Art and scribal culture

The marked political and socio-economic separation between ruling and rural classes is also attested in Syrian and Levantine culture. The material culture of Late Bronze Age Syria and the Levant, visible in the most popular products of the time, shows a marked decline in quality in comparison to the Middle Bronze Age. It is probable that rural settlements and modest residences experienced an overall process of impoverishment. On the contrary, royal palaces and elite residences show the highest concentration of wealth ever attested in the Near East. If the Levantine palaces were not comparable to the abodes of the other Near Eastern great kings in terms of size, wealth and grandeur, they could be compared to the latter in terms of quality. Local palace craftsmanship was highly desirable and appreciated by foreign great kings, who tried to acquire it in the form of tributes or gifts.



The cultural heart of the palaces was the scribal school, which was responsible for the administration and organisation of archives. Syllabic cuneiform continued to be the most popular type of writing not only for diplomatic correspondence, but also for internal administrative and legal texts. Knowledge of Akkadian was not well developed and locally adapted in smaller marginal centres. However, it was of a very high standard in the great centres in the north, which could count on a long tradition and a rich and established scribal style.
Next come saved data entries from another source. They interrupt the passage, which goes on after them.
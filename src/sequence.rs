use std::collections::{BTreeMap, HashSet};

use bevy_reflect::Reflect;
use geo::Point;
use itertools::Itertools as _;
use serde::{Deserialize, Serialize};
use thiserror::Error;
use tracing::{debug, warn};

use crate::{
    feature::RouteSegment,
    output::{Line, Lines, Vertex},
    resolver::CoordinateResolver,
};

#[derive(Clone, Copy, Debug, Default, Reflect, Serialize, Deserialize, PartialEq, Eq)]
#[serde(rename_all = "snake_case")]
pub enum GroupingKey {
    #[default]
    Designator,
    /// Segments without a group id fall back to their designator.
    GroupId,
}

#[derive(Clone, Copy, Debug, Default, Reflect, Serialize, Deserialize, PartialEq, Eq)]
#[serde(rename_all = "snake_case")]
pub enum ContinuityPolicy {
    /// Any discontinuity fails the whole build.
    #[default]
    Strict,
    /// Groups with a discontinuity are left out.
    Permissive,
}

#[derive(Clone, Copy, Debug, Default, Reflect, Serialize, Deserialize, PartialEq, Eq)]
#[serde(rename_all = "snake_case")]
pub enum DedupPolicy {
    /// Drop a record equal to the one emitted right before it.
    #[default]
    Adjacent,
    /// Drop every record emitted before, keeping first-seen order.
    GlobalStable,
}

#[derive(Clone, Copy, Debug, Default, Reflect, Serialize, Deserialize, PartialEq, Eq)]
#[serde(rename_all = "snake_case")]
pub enum TrackSource {
    /// The from and to fix of every segment.
    #[default]
    Fixes,
    /// Every polyline vertex that resolves to a known fix.
    Polyline,
}

#[derive(Clone, Copy, Debug, Reflect, Serialize, PartialEq, Eq, PartialOrd, Ord)]
pub enum AirwayLevel {
    Upper,
    Lower,
}

impl AirwayLevel {
    pub fn from_designator(designator: &str) -> Self {
        if designator.starts_with('U') {
            AirwayLevel::Upper
        } else {
            AirwayLevel::Lower
        }
    }
}

#[derive(Clone, Copy, Debug, Default, Reflect, Serialize, Deserialize, PartialEq, Eq)]
#[serde(default)]
pub struct SequenceConfig {
    pub grouping: GroupingKey,
    pub continuity: ContinuityPolicy,
    pub dedup: DedupPolicy,
    pub track_source: TrackSource,
}

#[derive(Error, Debug, Clone, PartialEq, Serialize)]
#[error("sequence error in {group} at index {index}: {expected} -> {found}")]
pub struct SequenceDiscontinuity {
    pub group: String,
    pub index: usize,
    pub expected: String,
    pub found: String,
}

#[derive(Error, Debug)]
pub enum SequenceError {
    #[error("{} airway sequence errors", .0.len())]
    Discontinuities(Vec<SequenceDiscontinuity>),
}

/// The segments of one route, ordered by sequence number.
#[derive(Clone, Debug, Serialize, PartialEq)]
pub struct RouteSequence {
    pub key: String,
    pub designator: String,
    pub segments: Vec<RouteSegment>,
}

impl RouteSequence {
    pub fn level(&self) -> AirwayLevel {
        AirwayLevel::from_designator(&self.designator)
    }

    /// The drawn geometry of all segments, without repeating shared
    /// endpoints.
    pub fn points(&self) -> Vec<Point> {
        self.segments
            .iter()
            .flat_map(|segment| {
                if segment.polyline.is_empty() {
                    vec![segment.from_fix.location, segment.to_fix.location]
                } else {
                    segment.polyline.clone()
                }
            })
            .dedup()
            .collect()
    }
}

#[derive(Clone, Debug, Default, Serialize, PartialEq)]
pub struct SequenceOutcome {
    pub sequences: Vec<RouteSequence>,
    /// Discontinuities of the groups left out in permissive mode.
    pub skipped: Vec<SequenceDiscontinuity>,
}

#[derive(Clone, Debug, Default, Serialize, PartialEq)]
pub struct AirwayRecords {
    pub tracks: Lines,
    pub labels: Lines,
    pub unresolved_points: usize,
}

/// Checks `segment[i].to_fix == segment[i + 1].from_fix` along an ordered
/// group, reporting the index of the segment that does not connect.
pub fn check_continuity(group: &str, segments: &[RouteSegment]) -> Vec<SequenceDiscontinuity> {
    segments
        .iter()
        .tuple_windows()
        .enumerate()
        .filter(|(_, (previous, next))| previous.to_fix.identifier != next.from_fix.identifier)
        .map(|(i, (previous, next))| SequenceDiscontinuity {
            group: group.to_string(),
            index: i + 1,
            expected: previous.to_fix.identifier.clone(),
            found: next.from_fix.identifier.clone(),
        })
        .collect()
}

fn dedup(lines: Vec<Line>, policy: DedupPolicy) -> Lines {
    match policy {
        DedupPolicy::Adjacent => lines.into_iter().dedup().collect(),
        DedupPolicy::GlobalStable => {
            let mut seen = HashSet::new();
            lines
                .into_iter()
                .filter(|line| seen.insert(line.clone()))
                .collect()
        }
    }
}

#[derive(Clone, Copy, Debug, Default)]
pub struct SequenceBuilder {
    config: SequenceConfig,
}

impl SequenceBuilder {
    pub fn new(config: SequenceConfig) -> Self {
        Self { config }
    }

    fn group_key(&self, segment: &RouteSegment) -> String {
        match (self.config.grouping, &segment.group_id) {
            (GroupingKey::GroupId, Some(group_id)) => group_id.clone(),
            _ => segment.designator.clone(),
        }
    }

    /// Groups and orders `segments` and validates every group's continuity.
    pub fn build(
        &self,
        segments: impl IntoIterator<Item = RouteSegment>,
    ) -> Result<SequenceOutcome, SequenceError> {
        let groups = segments
            .into_iter()
            .fold(BTreeMap::<_, Vec<_>>::new(), |mut acc, segment| {
                let key = self.group_key(&segment);
                acc.entry(key).or_default().push(segment);
                acc
            });
        debug!("{} airway groups", groups.len());

        let mut outcome = SequenceOutcome::default();
        let mut errors = vec![];
        for (key, mut segments) in groups {
            // stable, ties keep input order
            segments.sort_by(|a, b| a.sequence.total_cmp(&b.sequence));

            let discontinuities = check_continuity(&key, &segments);
            if discontinuities.is_empty() {
                outcome.sequences.push(RouteSequence {
                    designator: segments
                        .first()
                        .map_or_else(|| key.clone(), |s| s.designator.clone()),
                    key,
                    segments,
                });
                continue;
            }

            for discontinuity in &discontinuities {
                warn!("{discontinuity}");
            }
            match self.config.continuity {
                ContinuityPolicy::Strict => errors.extend(discontinuities),
                ContinuityPolicy::Permissive => {
                    warn!("skipping airway {key}");
                    outcome.skipped.extend(discontinuities);
                }
            }
        }

        if errors.is_empty() {
            Ok(outcome)
        } else {
            Err(SequenceError::Discontinuities(errors))
        }
    }

    fn track_vertices(
        &self,
        segment: &RouteSegment,
        resolver: &CoordinateResolver,
        unresolved: &mut usize,
    ) -> Vec<String> {
        match self.config.track_source {
            TrackSource::Fixes => vec![
                segment.from_fix.identifier.clone(),
                segment.to_fix.identifier.clone(),
            ],
            TrackSource::Polyline => {
                let fixes = resolver.resolve_polyline(&segment.polyline);
                *unresolved += segment.polyline.len() - fixes.len();
                fixes.iter().map(|fix| fix.identifier.clone()).collect()
            }
        }
    }

    /// Track and label records of every sequence, upper airways first.
    pub fn emit(
        &self,
        sequences: &[RouteSequence],
        resolver: &CoordinateResolver,
    ) -> AirwayRecords {
        let mut unresolved_points = 0;
        let mut tracks = vec![];
        let mut labels = vec![];

        for sequence in sequences.iter().sorted_by_key(|sequence| sequence.level()) {
            for segment in &sequence.segments {
                for identifier in self.track_vertices(segment, resolver, &mut unresolved_points) {
                    tracks.push(Line::Track {
                        name: sequence.designator.clone(),
                        vertex: Vertex::Fix(identifier.clone()),
                    });
                    labels.push(Line::Label {
                        designator: sequence.designator.clone(),
                        vertex: Vertex::Fix(identifier),
                    });
                }
            }
        }

        AirwayRecords {
            tracks: dedup(tracks, self.config.dedup),
            labels: dedup(labels, self.config.dedup),
            unresolved_points,
        }
    }
}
In the royal palace of Ugarit, as well as the private archives belonging to important members of the scribal and priestly elite, a good apparatus of scholastic instruments and literary texts has been found.



Babylonian epic and mythological texts became part of the local culture, especially when they were relevant to Syria, such as in the case of the deeds of Gilgamesh or Sargon (which even managed to reach Amarna). Local scribal circles also took on the values and texts of the scribal culture of Kassite Babylonia. Texts like the ‘Poem of the Righteous Sufferer’ and other texts concerned with human nature and social relations not only appeared in Syria and the Levant in their original versions, but also had a significant influence on the local writing style, especially in letters (such as the ones of Rib-Adda).
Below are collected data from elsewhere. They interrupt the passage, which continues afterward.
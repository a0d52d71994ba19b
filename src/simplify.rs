use geo::Point;
use serde::{Deserialize, Serialize};
use thiserror::Error;
use tracing::warn;
use uom::si::f64::Length;
use uom::si::length::meter;

use crate::geodesy::EarthModel;

/// Distance below which a point counts as lying exactly on the chord.
pub const COLLINEAR_EPSILON: f64 = 1e-9;

pub const DEFAULT_MAX_DEPTH: usize = 1024;

/// The tolerance also selects the distance metric, so planar and
/// great-circle distances are never compared against each other.
#[derive(Clone, Copy, Debug, Serialize, Deserialize, PartialEq)]
#[serde(rename_all = "snake_case")]
pub enum Tolerance {
    /// Cross-product distance in degree space.
    Degrees(f64),
    /// Cross-track distance on the earth model, in metres when deserialized.
    Distance(Length),
}

#[derive(Clone, Copy, Debug, Serialize, Deserialize, PartialEq)]
#[serde(rename_all = "snake_case")]
pub enum SimplifyMode {
    /// Ramer-Douglas-Peucker: drop points within the tolerance of the chord.
    Tolerant(Tolerance),
    /// Only drop points lying on the chord, within [`COLLINEAR_EPSILON`]
    /// degrees.
    ExactCollinear,
}

#[derive(Error, Debug, PartialEq)]
pub enum SimplifyError {
    #[error("simplification of {points} points exceeded the depth limit of {max_depth}")]
    DepthExceeded { points: usize, max_depth: usize },
}

#[derive(Clone, Copy, Debug)]
enum Metric {
    Planar,
    GreatCircle(EarthModel),
}

impl Metric {
    fn distance(self, point: Point, start: Point, end: Point) -> f64 {
        match self {
            Metric::Planar => planar_distance(point, start, end),
            Metric::GreatCircle(earth) if start == end => {
                earth.haversine(point, start).get::<meter>()
            }
            Metric::GreatCircle(earth) => earth.cross_track(point, start, end).get::<meter>(),
        }
    }
}

/// Distance from the line through `start` and `end`, or from `start` when
/// both coincide.
fn planar_distance(point: Point, start: Point, end: Point) -> f64 {
    let (dx, dy) = (end.x() - start.x(), end.y() - start.y());
    if start == end {
        return (point.x() - start.x()).hypot(point.y() - start.y());
    }
    let cross = dy * point.x() - dx * point.y() + end.x() * start.y() - end.y() * start.x();
    cross.abs() / dx.hypot(dy)
}

#[derive(Clone, Copy, Debug)]
pub struct PolylineSimplifier {
    mode: SimplifyMode,
    earth: EarthModel,
    max_depth: usize,
}

impl PolylineSimplifier {
    pub fn new(mode: SimplifyMode, earth: EarthModel) -> Self {
        Self {
            mode,
            earth,
            max_depth: DEFAULT_MAX_DEPTH,
        }
    }

    #[must_use]
    pub fn with_max_depth(mut self, max_depth: usize) -> Self {
        self.max_depth = max_depth;
        self
    }

    pub fn mode(&self) -> SimplifyMode {
        self.mode
    }

    fn metric_and_epsilon(&self) -> (Metric, f64) {
        match self.mode {
            SimplifyMode::Tolerant(Tolerance::Degrees(epsilon)) => (Metric::Planar, epsilon),
            SimplifyMode::Tolerant(Tolerance::Distance(epsilon)) => {
                (Metric::GreatCircle(self.earth), epsilon.get::<meter>())
            }
            SimplifyMode::ExactCollinear => (Metric::Planar, COLLINEAR_EPSILON),
        }
    }

    fn keeps(&self, distance: f64, epsilon: f64) -> bool {
        match self.mode {
            SimplifyMode::Tolerant(_) => distance > epsilon,
            SimplifyMode::ExactCollinear => distance >= epsilon,
        }
    }

    /// Simplifies `points`, keeping the first and last point. Inputs with
    /// fewer than three points are returned as they are.
    pub fn try_simplify(&self, points: &[Point]) -> Result<Vec<Point>, SimplifyError> {
        if points.len() < 3 {
            return Ok(points.to_vec());
        }
        let (metric, epsilon) = self.metric_and_epsilon();

        let mut keep = vec![false; points.len()];
        keep[0] = true;
        keep[points.len() - 1] = true;

        // (first, last, depth) spans still to be split
        let mut spans = vec![(0, points.len() - 1, 0)];
        while let Some((first, last, depth)) = spans.pop() {
            if last - first < 2 {
                continue;
            }
            if depth > self.max_depth {
                return Err(SimplifyError::DepthExceeded {
                    points: points.len(),
                    max_depth: self.max_depth,
                });
            }

            let (start, end) = (points[first], points[last]);
            let (index, d_max) = (first + 1..last).fold((first + 1, 0.0), |(index, d_max), i| {
                let distance = metric.distance(points[i], start, end);
                if distance > d_max {
                    (i, distance)
                } else {
                    (index, d_max)
                }
            });

            if self.keeps(d_max, epsilon) {
                keep[index] = true;
                spans.push((index, last, depth + 1));
                spans.push((first, index, depth + 1));
            }
        }

        Ok(points
            .iter()
            .zip(keep)
            .filter_map(|(point, keep)| keep.then_some(*point))
            .collect())
    }

    /// Like [`Self::try_simplify`], but hands back the input unchanged when
    /// the depth limit is hit.
    pub fn simplify(&self, points: &[Point]) -> Vec<Point> {
        self.try_simplify(points).unwrap_or_else(|e| {
            warn!("{e}, keeping all points");
            points.to_vec()
        })
    }
}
From a technical point of view, the usual diffusion of bilingual and multilingual word lists significantly increased. These texts combined the knowledge of learned languages (that is, Akkadian and Sumerian) belonging to the scribal circles with local languages (Hurrian and Canaanite). This increase was due to the intense inter-state relations of the time and the influence of foreign rule over these states. For instance, the Ugarit archives have provided texts written in a large variety of scripts and languages, giving us an idea of all the languages and scripts existing at the time. There were texts written in Akkadian and Sumerian, in Hurrian and Ugaritic (the local language), texts written in Luwian hieroglyphs, Hittite cuneiform, Egyptian hieroglyphs and the Cypro-Minoan script.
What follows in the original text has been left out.